Yesterday, I watched videos from Los Angeles that looked like scenes of a brave population resisting an autocratic regime. ICE conducted coordinated raids across the city, hitting clothing factories, Home Depot stores, donut shops, and day labor centers. They came in tactical gear with armored vehicles, using flash-bang grenades and pepper spray. Forty-four people were detained.
But this time, the community fought back. Hundreds of protesters immediately rallied outside the Federal Building and detention centers, attempting to block ICE vehicles. Mayor Karen Bass condemned the raids as tactics that "sow terror in our communities." Eleven city councilmembers called them "indiscriminate targeting of children and families." As one council member put it: "When they come for one of us, they come for all of us."

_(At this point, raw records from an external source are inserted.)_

//! Board engine - owns the grid, the falling piece and the score
//!
//! This module ties together the board, piece shapes, the randomizer and scoring.
//! Every operation is synchronous and total: illegal moves and rotations are
//! rejected by reverting, and game over is a terminal flag after which all
//! mutating calls are no-ops until [`BoardEngine::new_game`].
//!
//! Lifecycle of a piece: spawned at the top, moved/rotated, locked into the
//! grid (which clears full rows and scores), then the next piece spawns. A spawn
//! that immediately collides ends the game.

use std::time::Duration;

use tracing::{debug, info};

use crate::board::Board;
use crate::config::EngineConfig;
use crate::error::{EngineError, Result};
use crate::pieces::{base_shape, ShapeMatrix};
use crate::rng::PieceRandomizer;
use crate::scoring::{line_clear_score, milestone_crossed, Milestone};
use crate::snapshot::EngineSnapshot;
use crate::types::{GameAction, PieceKind};

/// Active falling piece
#[derive(Debug, Clone, Copy, PartialEq, Eq, Hash)]
pub struct ActivePiece {
    pub kind: PieceKind,
    /// Current orientation
    pub shape: ShapeMatrix,
    /// Column of the shape's top-left corner
    pub x: i32,
    /// Row of the shape's top-left corner
    pub y: i32,
}

impl ActivePiece {
    /// Unrotated piece centered horizontally with its top at `top_row`
    pub fn spawn(kind: PieceKind, board_width: u16, top_row: i32) -> Self {
        let shape = base_shape(kind);
        Self {
            kind,
            shape,
            x: (board_width / 2) as i32 - (shape.width() / 2) as i32,
            y: top_row,
        }
    }

    /// Absolute grid coordinates of every occupied cell
    pub fn cells(&self) -> impl Iterator<Item = (i32, i32)> + '_ {
        self.shape
            .cells()
            .map(move |(dx, dy)| (self.x + dx, self.y + dy))
    }

    fn translated(&self, dx: i32, dy: i32) -> Self {
        Self {
            x: self.x + dx,
            y: self.y + dy,
            ..*self
        }
    }
}

/// Outcome of one lock, kept until an observer takes it
#[derive(Debug, Clone, Copy, PartialEq, Eq)]
pub struct LockEvent {
    pub kind: PieceKind,
    pub lines_cleared: usize,
    pub score_delta: u64,
    pub milestone: Option<Milestone>,
    /// The game ended as a consequence of this lock
    pub game_over: bool,
}

/// The board engine
#[derive(Debug, Clone)]
pub struct BoardEngine {
    config: EngineConfig,
    board: Board,
    active: Option<ActivePiece>,
    next: PieceKind,
    randomizer: PieceRandomizer,
    score: u64,
    lines: u64,
    pieces_locked: u64,
    game_over: bool,
    drop_timer: Duration,
    soft_dropping: bool,
    last_event: Option<LockEvent>,
}
impl DepGraph {
    /// Get or create the node for a rule, tracing its dependencies on
    /// first visit. The graph is a DAG built by memoisation; re-entering
    /// a node still under construction is a dependency cycle.
    fn trace_rule(
        &mut self,
        registry: &Registry,
        ns_name: &str,
        rule_name: &str,
        sink: &mut dyn DiagnosticSink,
    ) -> Result<usize, Error> {
        let fqn = qualify(ns_name, rule_name);

        if let Some(&idx) = self.index.get(&fqn) {
            if self.building.contains(&fqn) {
                sink.report(Diagnostic::bare(
                    Severity::Error,
                    ns_name,
                    0,
                    format!("Dependency cycle involving '{}'", fqn),
                ));
                return Err(Error::Dependency {
                    message: format!("cycle involving '{}'", fqn),
                });
            }
            return Ok(idx);
        }

        let idx = self.nodes.len();
        self.nodes.push(DepNode {
            fqn: fqn.clone(),
            namespace: ns_name.to_owned(),
            rule: rule_name.to_owned(),
            needs: Vec::new(),
        });
        self.index.insert(fqn.clone(), idx);
        self.building.insert(fqn.clone());

        let rule = registry
            .rule(ns_name, rule_name)
            .expect("traced rules exist in the registry");
        for alternative in &rule.pattern {
            self.trace_element(registry, ns_name, alternative, idx, sink)?;
        }

        self.building.remove(&fqn);
        Ok(idx)
    }

    fn trace_element(
        &mut self,
        registry: &Registry,
        ns_name: &str,
        element: &PatternElement,
        node: usize,
        sink: &mut dyn DiagnosticSink,
    ) -> Result<(), Error> {
        match &element.kind {
            PatternKind::Literal(_) => Ok(()),
            PatternKind::Reference(ident) => {
                self.trace_ident(registry, ns_name, ident, node, sink)
            }
            PatternKind::Compound(children) => {
                for child in children {
                    self.trace_element(registry, ns_name, child, node, sink)?;
                }
                Ok(())
            }
            PatternKind::Match { cases, .. } => {
                for case in cases {
                    self.trace_ident(registry, ns_name, &case.value, node, sink)?;
                }
                Ok(())
            }
        }
    }

    /// Resolve one referenced identifier. Rules become edges; aliases into
    /// the built-in namespace are primitives and end the trace; other
    /// aliases are followed from their owning namespace.
    fn trace_ident(
        &mut self,
        registry: &Registry,
        ns_name: &str,
        ident: &Identifier,
        node: usize,
        sink: &mut dyn DiagnosticSink,
    ) -> Result<(), Error> {
        let mut current_ns = ns_name.to_owned();
        let mut current = ident.clone();
        let mut hops: HashSet<String> = HashSet::new();

        loop {
            let Some((fqn, entry)) = registry.resolve(&current_ns, &current) else {
                sink.report(Diagnostic::at_token(
                    Severity::Error,
                    ident.first(),
                    format!("Symbol '{}' not defined in current scope", current.joined()),
                ));
                return Err(Error::Resolution {
                    symbol: current.joined(),
                    namespace: current_ns,
                });
            };

            match entry {
                Entry::Rule {
                    namespace, rule, ..
                } => {
                    let namespace = namespace.clone();
                    let rule = rule.clone();
                    let child = self.trace_rule(registry, &namespace, &rule, sink)?;
                    self.nodes[node].needs.push(child);
                    return Ok(());
                }

                Entry::Alias {
                    namespace, name, ..
                } => {
                    if namespace == BUILTIN_NAMESPACE {
                        return Ok(()); // primitive reference
                    }
                    if !hops.insert(fqn.clone()) {
                        sink.report(Diagnostic::at_token(
                            Severity::Error,
                            ident.first(),
                            format!("Alias cycle while resolving '{}'", ident.joined()),
                        ));
                        return Err(Error::Dependency {
                            message: format!("alias cycle at '{}'", fqn),
                        });
                    }
                    let alias = registry
                        .namespace(namespace)
                        .and_then(|ns| ns.aliases.get(name))
                        .expect("alias entries point at live aliases");
                    current = alias.original.clone();
                    current_ns = namespace.clone();
                }

                other => {
                    sink.report(Diagnostic::at_token(
                        Severity::Error,
                        ident.first(),
                        format!(
                            "Unexpected resolve type for '{}' ({})",
                            current.joined(),
                            match other {
                                Entry::Namespace { .. } => "namespace",
                                Entry::StorageField { .. } => "storage field",
                                _ => "unknown",
                            }
                        ),
                    ));
                    return Err(Error::Dependency {
                        message: format!("unexpected resolve type for '{}'", current.joined()),
                    });
                }
            }
        }
    }

    /// Dependency depth per node: 1 for leaves, 1 + max child depth
    /// otherwise. The graph is acyclic by construction.
    fn depths(&self) -> Vec<usize> {
        fn depth_of(nodes: &[DepNode], idx: usize, memo: &mut [usize]) -> usize {
            if memo[idx] != 0 {
                return memo[idx];
            }
            let children = nodes[idx]
                .needs
                .iter()
                .map(|&n| depth_of(nodes, n, memo))
                .max()
                .unwrap_or(0);
            memo[idx] = children + 1;
            memo[idx]
        }

        let mut memo = vec![0; self.nodes.len()];
        for idx in 0..self.nodes.len() {
            depth_of(&self.nodes, idx, &mut memo);
        }
        memo
    }
}
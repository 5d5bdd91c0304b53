//! nyx-core: front end for the nyx binary data format language.
//!
//! A `.nyx` program is a collection of named rules, each with a byte
//! pattern, optional storage fields, and optional encode/decode/validate
//! s-expressions, grouped into emitted namespaces and reference modules.
//! This crate runs the full pipeline from source text to the
//! language-agnostic plan consumed by code-generator plugins:
//!
//! tokenizer -> concrete parser -> abstract lowerer -> registry -> planner
//!
//! # Public API
//!
//! Key types are re-exported at the crate root for convenience:
//!
//! - [`compile()`] -- run the whole pipeline over a set of input files
//! - [`Registry`] -- parsed trees plus the global FQN index
//! - [`Plan`] -- dependency-ordered rules per emitted namespace
//! - [`serialize()`] -- plan to the plugin's keyed JSON table
//! - [`Diagnostic`], [`DiagnosticSink`], [`Error`] -- failure reporting
//!
//! The pipeline is strictly sequential and single-threaded; each stage
//! completes before the next runs, and the plan owns its own entities
//! once built.

/// Front-end version.
pub const NYX_VERSION: &str = "0.0.2";

pub mod ast;
pub mod concrete;
pub mod error;
pub mod lower;
pub mod parser;
pub mod plan;
pub mod registry;
pub mod serialize;
pub mod source;
pub mod token;
pub mod tokenizer;

pub use error::{BufferSink, Diagnostic, DiagnosticSink, Error, Severity, StderrSink};
pub use plan::Plan;
pub use registry::Registry;
pub use serialize::serialize;
pub use source::{Filesystem, InMemoryProvider, SourceProvider};

/// Parse every input file (plus transitive imports and the built-in
/// module) into one registry and generate the plan.
pub fn compile(
    provider: &dyn SourceProvider,
    inputs: &[String],
    sink: &mut dyn DiagnosticSink,
) -> Result<Plan, Error> {
    let mut registry = Registry::new();
    for input in inputs {
        registry.parse(provider, input, sink)?;
    }
    plan::generate(&registry, sink)
}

I thought about those brave women on Rosenstrasse this week when I watched a video that I cannot forget.
In Times Square, a Chilean woman named Javiera Montero, a permanent resident, was walking with her 12-year-old daughter when people fleeing police knocked them both down. When Montero approached officers for help, they tackled and handcuffed her instead. The video shows what happened next: as they lead her to an unmarked car, she screams, "Mi hija, mi hija, mi hija," my daughter, my daughter, my daughter. You can see the child in the background, crying. A bystander shouts to the officers, "Excuse me officer, this is her daughter!" But they ignore both the man and the crying child, and drive away.
Montero spent eight hours in detention. No charges were filed. It was, officials later said, a "mistake" and a "misunderstanding." But her daughter was left alone on the streets of New York for those eight hours, abandoned by the very people who are supposed to protect and serve.
But unlike in 1943 Berlin, today there is resistance. I have seen videos of ICE agents retreating when confronted by crowds of protesters. Cases that generate enough public attention often result in releases, like Rumeysa Ozturk, the Turkish doctoral student at Tufts whose detention sparked such outrage that a federal judge temporarily halted her deportation. The tools of documentation and protest that were impossible under Nazi rule are available today.
The question is whether the American people will use them.
I scrolled through more videos. Mothers torn from their children outside schools. Workers grabbed during their lunch breaks. Often by unidentifiable agents in masks, operating from unmarked vehicles. Each clip more disturbing than the last, each one a reminder of how quickly a democracy can slip into a totalitarian state.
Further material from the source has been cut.